A new normal demands new technologies. The pandemic has pushed financial institutions to achieve seven years’ worth of digitisation in a matter of months. Going forward, this process will continue as financial institutions leverage new technologies to cope with a rapidly evolving remote customer base. Yet staff first need to know how to use these new technologies to guarantee the success of the enterprise.

So, what technologies should banks focus on to make sure they continue to flourish? How do they develop the skills needed to unlock its potential? An approach that puts ‘learning on the job’ at its heart is the answer.

 

The technology horizon

The pace of technological change won’t slow any time soon. In fact, it’s more likely to accelerate as key stakeholders see the benefits of tech adoption first-hand and push to take them even further. During the pandemic, digitisation efforts were focused on enabling work and services to continue despite the challenges and restrictions. The next step will be to leverage technology that makes these even more competitive and efficient.
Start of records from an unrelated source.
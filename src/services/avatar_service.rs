use crate::repositories::{user_repository::UserRepository, RepositoryError};
use std::{
    path::{Path, PathBuf},
    sync::Arc,
};

/// URL prefix under which the avatar directory is served.
pub const AVATAR_URL_PREFIX: &str = "/avatars";

const ALLOWED_EXTENSIONS: &[&str] = &["jpg", "jpeg", "png", "gif", "webp", "heic"];

#[derive(Debug, thiserror::Error)]
pub enum AvatarError {
    #[error("User not found")]
    UserNotFound,
    #[error("File is empty")]
    EmptyFile,
    #[error("File exceeds the {0} byte limit")]
    TooLarge(usize),
    #[error("Unsupported file type: {0}")]
    UnsupportedType(String),
    #[error("Failed to store avatar: {0}")]
    Io(#[from] std::io::Error),
    #[error("Repository error: {0}")]
    Repository(#[from] RepositoryError),
}

pub struct AvatarService {
    directory: PathBuf,
    max_bytes: usize,
    user_repository: Arc<dyn UserRepository>,
}

impl AvatarService {
    pub fn new(
        directory: impl Into<PathBuf>,
        max_bytes: usize,
        user_repository: Arc<dyn UserRepository>,
    ) -> Self {
        Self {
            directory: directory.into(),
            max_bytes,
            user_repository,
        }
    }

    pub fn directory(&self) -> &Path {
        &self.directory
    }

    pub fn max_bytes(&self) -> usize {
        self.max_bytes
    }

    pub async fn ensure_directory(&self) -> std::io::Result<()> {
        tokio::fs::create_dir_all(&self.directory).await
    }

    /// Writes the upload as `<email><ext>`, replacing any earlier upload with
    /// the same extension, and points the user's avatar at it.
    pub async fn store(
        &self,
        user_id: i64,
        original_filename: &str,
        contents: &[u8],
    ) -> Result<String, AvatarError> {
        let user = self
            .user_repository
            .find_by_id(user_id)
            .await?
            .ok_or(AvatarError::UserNotFound)?;

        if contents.is_empty() {
            return Err(AvatarError::EmptyFile);
        }
        if contents.len() > self.max_bytes {
            return Err(AvatarError::TooLarge(self.max_bytes));
        }

        let extension = file_extension(original_filename)?;
        let filename = format!("{}{}", sanitize_file_stem(&user.email), extension);

        let path = self.directory.join(&filename);
        tokio::fs::write(&path, contents).await?;

        let avatar_uri = format!("{}/{}", AVATAR_URL_PREFIX, filename);
        if let Err(e) = self.user_repository.update_avatar(user_id, &avatar_uri).await {
            // Nothing points at the file now
            if let Err(io_err) = tokio::fs::remove_file(&path).await {
                tracing::warn!("Failed to remove orphaned avatar {:?}: {}", path, io_err);
            }
            return Err(match e {
                RepositoryError::NotFound => AvatarError::UserNotFound,
                e => e.into(),
            });
        }

        tracing::info!("Stored avatar for user {} at {}", user_id, avatar_uri);
        Ok(avatar_uri)
    }
}

/// Lower-cased extension including the dot, e.g. `.png`.
fn file_extension(filename: &str) -> Result<String, AvatarError> {
    let extension = Path::new(filename)
        .extension()
        .and_then(|ext| ext.to_str())
        .map(|ext| ext.to_ascii_lowercase())
        .ok_or_else(|| AvatarError::UnsupportedType(filename.to_string()))?;

    if !ALLOWED_EXTENSIONS.contains(&extension.as_str()) {
        return Err(AvatarError::UnsupportedType(extension));
    }

    Ok(format!(".{}", extension))
}

/// Emails may contain characters that are unsafe in paths or URLs.
fn sanitize_file_stem(email: &str) -> String {
    email
        .chars()
        .map(|c| match c {
            'a'..='z' | 'A'..='Z' | '0'..='9' | '@' | '.' | '_' | '-' | '+' => c,
            _ => '_',
        })
        .collect::<String>()
        .trim_start_matches('.')
        .to_string()
}

#[cfg(test)]
mod tests {
    use super::*;
    use crate::models::User;
    use crate::repositories::user_repository::MockUserRepository;
    use mockall::predicate::*;

    fn user(id: i64, email: &str) -> User {
        User {
            id,
            name: "A".to_string(),
            email: email.to_string(),
            password_hash: "hash".to_string(),
            avatar_uri: "@drawable/avatar2".to_string(),
        }
    }

    #[tokio::test]
    async fn test_store_points_user_at_file() {
        let dir = tempfile::TempDir::new().unwrap();
        let mut mock_repo = MockUserRepository::new();
        mock_repo
            .expect_find_by_id()
            .with(eq(1))
            .returning(|id| Box::pin(async move { Ok(Some(user(id, "a@x.com"))) }));
        mock_repo
            .expect_update_avatar()
            .with(eq(1), eq("/avatars/a@x.com.png"))
            .times(1)
            .returning(|_, _| Box::pin(async move { Ok(()) }));

        let service = AvatarService::new(dir.path(), 1024, Arc::new(mock_repo));
        let uri = service.store(1, "me.png", b"png-bytes").await.unwrap();

        assert_eq!(uri, "/avatars/a@x.com.png");
        assert_eq!(
            std::fs::read(dir.path().join("a@x.com.png")).unwrap(),
            b"png-bytes"
        );
    }

    #[tokio::test]
    async fn test_store_removes_file_when_update_fails() {
        let dir = tempfile::TempDir::new().unwrap();
        let mut mock_repo = MockUserRepository::new();
        mock_repo
            .expect_find_by_id()
            .returning(|id| Box::pin(async move { Ok(Some(user(id, "a@x.com"))) }));
        mock_repo
            .expect_update_avatar()
            .times(1)
            .returning(|_, _| Box::pin(async move { Err(RepositoryError::NotFound) }));

        let service = AvatarService::new(dir.path(), 1024, Arc::new(mock_repo));
        let result = service.store(1, "me.png", b"png-bytes").await;

        assert!(matches!(result, Err(AvatarError::UserNotFound)));
        assert!(!dir.path().join("a@x.com.png").exists());
    }

    #[test]
    fn test_file_extension() {
        assert_eq!(file_extension("me.PNG").unwrap(), ".png");
        assert_eq!(file_extension("photo.final.jpeg").unwrap(), ".jpeg");
        assert!(matches!(
            file_extension("script.sh"),
            Err(AvatarError::UnsupportedType(_))
        ));
        assert!(matches!(
            file_extension("no_extension"),
            Err(AvatarError::UnsupportedType(_))
        ));
    }

    #[test]
    fn test_sanitize_file_stem() {
        assert_eq!(sanitize_file_stem("a@x.com"), "a@x.com");
        assert_eq!(sanitize_file_stem("../evil/@x.com"), "_evil_@x.com");
        assert_eq!(sanitize_file_stem("we ird@x.com"), "we_ird@x.com");
    }
}
pub mod settings;

pub use settings::{current_environment, AppConfig, ConfigError};
#[tokio::test]
async fn test_reset_verify_rejections() {
    let app = test_app().await;
    register(&app, "A", "a@x.com", "p1").await;

    let (status, body) = app
        .send_json(form_request(
            Method::POST,
            "/password-reset/verify",
            &[("email", "a@x.com"), ("code", "123456")],
        ))
        .await;
    assert_eq!(status, StatusCode::NOT_FOUND);
    assert_eq!(body["detail"], "No reset request found for this email");

    let (status, _) = app
        .send_json(form_request(
            Method::POST,
            "/password-reset/initiate",
            &[("email", "a@x.com")],
        ))
        .await;
    assert_eq!(status, StatusCode::OK);
    let code = app.mail.last_code_for("a@x.com").await.unwrap();
    let wrong = if code == "000000" { "111111" } else { "000000" };

    let (status, body) = app
        .send_json(form_request(
            Method::POST,
            "/password-reset/verify",
            &[("email", "a@x.com"), ("code", wrong)],
        ))
        .await;
    assert_eq!(status, StatusCode::BAD_REQUEST);
    assert_eq!(body["detail"], "Invalid reset code");

    app.clock.advance(Duration::minutes(11));

    let (status, body) = app
        .send_json(form_request(
            Method::POST,
            "/password-reset/verify",
            &[("email", "a@x.com"), ("code", &code)],
        ))
        .await;
    assert_eq!(status, StatusCode::BAD_REQUEST);
    assert_eq!(body["detail"], "Reset code has expired");

    let (status, body) = app
        .send_json(form_request(
            Method::POST,
            "/password-reset/verify",
            &[("email", "a@x.com"), ("code", &code)],
        ))
        .await;
    assert_eq!(status, StatusCode::NOT_FOUND);
    assert_eq!(body["detail"], "No reset request found for this email");
}

#[tokio::test]
async fn test_reset_initiate_delivery_failure() {
    let app = test_app_with_mail(RecordingEmailService::new(), Box::new(FailingEmailService)).await;
    register(&app, "A", "a@x.com", "p1").await;

    let (status, body) = app
        .send_json(form_request(
            Method::POST,
            "/password-reset/initiate",
            &[("email", "a@x.com")],
        ))
        .await;
    assert_eq!(status, StatusCode::INTERNAL_SERVER_ERROR);
    assert!(body["detail"]
        .as_str()
        .unwrap()
        .starts_with("Email sending error"));
}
As a result, the great cloud migration is certain to continue. When data is centralised and accessible in the cloud, it becomes easier to manage and apply sophisticated analytics to. The output will be more immediate, personalised customer experiences, key at a time when customer interactions will remain digital-first or digital only.

Alexia Pedersen

There’s also a growing regulatory imperative behind cloud adoption. Stricter regulations and changing technology require financial services organisations to make major changes in how they handle sensitive data. A cloud-based architecture gives them the speed and agility required for continual delivery and faster time to market, with the peace of mind knowing customer data is secure.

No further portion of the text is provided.